STIMULATION OF THYMIDINE UPTAKE AND CELL-PROLIFERATION IN MOUSE EMBRYO FIBROBLASTS BY CONDITIONED MEDIUM FROM MAMMARY CELLS IN CULTURE

Abstract

Undialyzed conditioned medium from several cell culture sources did not stimulate thymidine incorporation or cell overgrowth in quiescent, density-inhibited mouse embryo fibroblasts. Dialyzed conditioned medium (DCM) from clonal mouse mammary cell lines MCG-V14, MCG-T14, MCG-T10; HeLa [human cervical cancer] cells; primary mouse adenocarcinoma cells and BALB/c normal mouse mammary epithelial cells promoted growth in quiescent fibroblasts. The amount of growth promoting activity produced per cell varied from 24% (HeLa) to 213% (MCG-V14) of the activity produced by primary tumor cells. The production of growth promoting activity was not unique to tumor derived cells or cells of high tumorigenicity. The amount of growth promoting activity produced per cell in active cultures was not correlated with any of the following: tumorigenicity, growth rate, cell density achieved at saturation, cell type or species of cell origin. Transformed and nontransformed cells of diverse origin, cell type and tumorigenicity can produce growth factors in culture. The growth promoting potential of the active media from primary tumor cultures accumulated with time of contact with cells and was too great to be accounted for entirely by the removal of low molecular weight inhibitors by dialysis.

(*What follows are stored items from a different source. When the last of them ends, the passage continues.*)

//! Single-document processing.

use std::path::{Path, PathBuf};
use std::sync::Arc;

use papermeta_core::{BackendError, MetadataRecord, PdfBackend, PipelineConfig};
use papermeta_llm::{ChatModel, MetadataExtractor};
use papermeta_parsing::{
    Accumulation, DateDetector, HeaderBlock, HeaderSplitter, PageAccumulator, ParsingError,
};

use crate::ProcessError;
use crate::record::RecordAssembler;
use crate::sidecar::write_sidecar;

/// Header split of a document, computed without any model calls.
#[derive(Debug, Clone, PartialEq, Eq)]
pub struct HeaderPreview {
    pub path: PathBuf,
    pub page_count: usize,
    pub header_pages: usize,
    pub header: HeaderBlock,
}

/// Turns one PDF into a [`MetadataRecord`].
///
/// Pages are read on a blocking thread; the three model calls then run in
/// order on the async runtime. A pipeline holds no per-document state and
/// can be shared between workers behind an `Arc`.
pub struct Pipeline {
    backend: Arc<dyn PdfBackend>,
    accumulator: PageAccumulator,
    splitter: HeaderSplitter,
    extractor: MetadataExtractor,
    assembler: RecordAssembler,
    config: Arc<PipelineConfig>,
}

impl Pipeline {
    pub fn new(
        backend: Arc<dyn PdfBackend>,
        chat: Arc<dyn ChatModel>,
        config: Arc<PipelineConfig>,
    ) -> Self {
        Self {
            backend,
            accumulator: PageAccumulator::from_config(&config),
            splitter: HeaderSplitter::from_config(&config),
            extractor: MetadataExtractor::new(chat, &config.llm),
            assembler: RecordAssembler::new(),
            config,
        }
    }

    pub fn with_date_detector(mut self, detector: Arc<dyn DateDetector>) -> Self {
        self.splitter = self.splitter.with_detector(detector);
        self
    }

    pub fn config(&self) -> &PipelineConfig {
        &self.config
    }

    /// Extract the metadata record for `path`. Nothing is written.
    pub async fn process(&self, path: &Path) -> Result<MetadataRecord, ProcessError> {
        tracing::debug!(path = %path.display(), "processing document");
        let accumulation = self.read_pages(path).await?;
        let header = self.splitter.split(&accumulation.header_lines);
        tracing::debug!(
            path = %path.display(),
            date = header.date.as_ref().map(|d| d.date_value.as_str()).unwrap_or("-"),
            candidates = header.candidate_lines.len(),
            "header split"
        );

        let title = self.extractor.extract_title(&header.candidate_lines).await?;
        let authors = self.extractor.extract_authors(&header.candidate_lines).await?;
        let summary = self.extractor.extract_summary(&accumulation.summary_text).await?;

        let record = self
            .assembler
            .assemble(title, authors, header.date, summary, path);
        tracing::debug!(
            path = %path.display(),
            destination = %record.destination_filename,
            "record assembled"
        );
        Ok(record)
    }

    /// [`process`](Self::process), then write the sidecar into the
    /// configured output directory. See [`write_sidecar`] for how a
    /// destination already used by another document is handled.
    pub async fn process_and_write(&self, path: &Path) -> Result<(MetadataRecord, PathBuf), ProcessError> {
        let record = self.process(path).await?;
        let sidecar = write_sidecar(&self.config.output_dir, &record)?;
        // A name collision with another document moves the sidecar to a
        // suffixed name; the returned record reports where it went.
        let record = match sidecar.file_name().map(|n| n.to_string_lossy().into_owned()) {
            Some(name) if name != record.destination_filename => MetadataRecord {
                destination_filename: name,
                ..record
            },
            _ => record,
        };
        Ok((record, sidecar))
    }

    /// Read pages and split the header, without contacting the model.
    pub async fn preview(&self, path: &Path) -> Result<HeaderPreview, ProcessError> {
        let accumulation = self.read_pages(path).await?;
        Ok(HeaderPreview {
            path: path.to_path_buf(),
            page_count: accumulation.page_count,
            header_pages: accumulation.header_pages,
            header: self.splitter.split(&accumulation.header_lines),
        })
    }

    /// Open the document and accumulate its pages on a blocking thread.
    ///
    /// The open document never leaves the blocking task.
    async fn read_pages(&self, path: &Path) -> Result<Accumulation, ProcessError> {
        let backend = Arc::clone(&self.backend);
        let accumulator = self.accumulator.clone();
        let path = path.to_path_buf();

        tokio::task::spawn_blocking(move || {
            let document = backend
                .open(&path)
                .map_err(|source| ProcessError::DocumentUnreadable {
                    path: path.clone(),
                    source,
                })?;
            accumulator
                .accumulate(document.as_ref())
                .map_err(|err| match err {
                    ParsingError::EmptyDocument => ProcessError::DocumentUnreadable {
                        path: path.clone(),
                        source: BackendError::ExtractionError("document has no pages".into()),
                    },
                    ParsingError::Page { page, source } => ProcessError::PageDecode { page, source },
                })
        })
        .await
        .map_err(|e| ProcessError::Worker(e.to_string()))?
    }
}

#[cfg(test)]
mod tests {
    use papermeta_core::{MemoryBackend, MemoryDocument};
    use papermeta_llm::{MockChat, MockReply};

    use super::*;

    const TITLE_REPLY: &str = r#"{"line_number": 1, "title": "Deep Residual Learning"}"#;
    const AUTHORS_REPLY: &str =
        r#"{"line_number": 2, "line": "Kaiming He, Xiangyu Zhang", "authors": ["Kaiming He", "Xiangyu Zhang"]}"#;
    const SUMMARY_REPLY: &str = r#"{"abstract": "Residual nets ease training."}"#;

    fn scripted_chat() -> Arc<MockChat> {
        Arc::new(
            MockChat::replying("{}")
                .on_system("title", MockReply::text(TITLE_REPLY))
                .on_system("authors", MockReply::text(AUTHORS_REPLY))
                .on_system("abstract", MockReply::text(SUMMARY_REPLY)),
        )
    }

    fn pipeline(backend: MemoryBackend, chat: Arc<MockChat>) -> Pipeline {
        Pipeline::new(Arc::new(backend), chat, Arc::new(PipelineConfig::default()))
    }

    const PAPER: &str = "Microsoft Research, 10 December 2015\n\
        Deep Residual Learning for Image Recognition\n\
        Kaiming He, Xiangyu Zhang\n\
        Abstract: deeper networks are harder to train.";

    #[tokio::test]
    async fn test_process_assembles_record() {
        let backend = MemoryBackend::new().with_document("/in/resnet.pdf", MemoryDocument::new([PAPER]));
        let chat = scripted_chat();
        let record = pipeline(backend, chat.clone())
            .process(Path::new("/in/resnet.pdf"))
            .await
            .unwrap();

        assert_eq!(record.title.title, "Deep Residual Learning");
        assert_eq!(record.authors.authors_list, vec!["Kaiming He", "Xiangyu Zhang"]);
        assert_eq!(record.summary.summary, "Residual nets ease training.");
        let date = record.date.unwrap();
        assert_eq!(date.date_value, "2015-12-10");
        assert_eq!(date.source_line, "Microsoft Research, 10 December 2015");
        assert_eq!(record.destination_filename, "Deep_Residual_Learning.json");

        let requests = chat.requests();
        assert_eq!(requests.len(), 3);
        // The date line is not sent as a candidate.
        assert!(!requests[0].user.contains("Microsoft Research"));
        assert!(requests[2].user.starts_with("Microsoft Research"));
    }

    #[tokio::test]
    async fn test_no_date_skips_title_and_authors() {
        let backend = MemoryBackend::new().with_document(
            "/in/undated paper.pdf",
            MemoryDocument::new(["A Paper Without Any Date\nSomebody Important"]),
        );
        let chat = scripted_chat();
        let record = pipeline(backend, chat.clone())
            .process(Path::new("/in/undated paper.pdf"))
            .await
            .unwrap();

        assert!(record.date.is_none());
        assert_eq!(record.title.title, "undated_paper");
        assert_eq!(record.destination_filename, "undated_paper.json");
        assert!(record.authors.authors_list.is_empty());
        // Only the summary was requested.
        assert_eq!(chat.call_count(), 1);
    }

    #[tokio::test]
    async fn test_unknown_document_is_unreadable() {
        let err = pipeline(MemoryBackend::new(), scripted_chat())
            .process(Path::new("/in/missing.pdf"))
            .await
            .unwrap_err();
        assert!(matches!(err, ProcessError::DocumentUnreadable { .. }));
    }

    #[tokio::test]
    async fn test_zero_pages_is_unreadable() {
        let backend = MemoryBackend::new()
            .with_document("/in/empty.pdf", MemoryDocument::new(Vec::<String>::new()));
        let err = pipeline(backend, scripted_chat())
            .process(Path::new("/in/empty.pdf"))
            .await
            .unwrap_err();
        assert!(matches!(err, ProcessError::DocumentUnreadable { .. }));
    }

    #[tokio::test]
    async fn test_broken_page_is_page_decode_error() {
        let doc = MemoryDocument::new(["tiny", "broken"]).with_broken_page(1);
        let backend = MemoryBackend::new().with_document("/in/broken.pdf", doc);
        let err = pipeline(backend, scripted_chat())
            .process(Path::new("/in/broken.pdf"))
            .await
            .unwrap_err();
        assert!(matches!(err, ProcessError::PageDecode { page: 1, .. }));
    }

    #[tokio::test]
    async fn test_transport_failure_is_fatal() {
        let backend = MemoryBackend::new().with_document("/in/resnet.pdf", MemoryDocument::new([PAPER]));
        let chat = Arc::new(MockChat::new(MockReply::Fail("connection refused".into())));
        let err = pipeline(backend, chat)
            .process(Path::new("/in/resnet.pdf"))
            .await
            .unwrap_err();
        assert!(matches!(err, ProcessError::Transport(_)));
    }

    #[tokio::test]
    async fn test_preview_makes_no_model_calls() {
        let backend = MemoryBackend::new().with_document("/in/resnet.pdf", MemoryDocument::new([PAPER]));
        let chat = scripted_chat();
        let preview = pipeline(backend, chat.clone())
            .preview(Path::new("/in/resnet.pdf"))
            .await
            .unwrap();
        assert_eq!(preview.page_count, 1);
        assert_eq!(preview.header.candidate_lines.len(), 3);
        assert_eq!(chat.call_count(), 0);
    }
}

The results are consistent with the hypothesis that conditioned medium from active cultures contained dialyzable, growth promoting activity. Different cell lines exhibited differential sensitivity to tumor cell DCM and fetal bovine serum. Quiescent fibroblasts were stimulated by primary tumor cell DCM in the presence of saturating concentrations of fetal bovine serum. These observations support the notion that the active growth promoting principle in primary tumor cell DCM may not be a serum factor(s).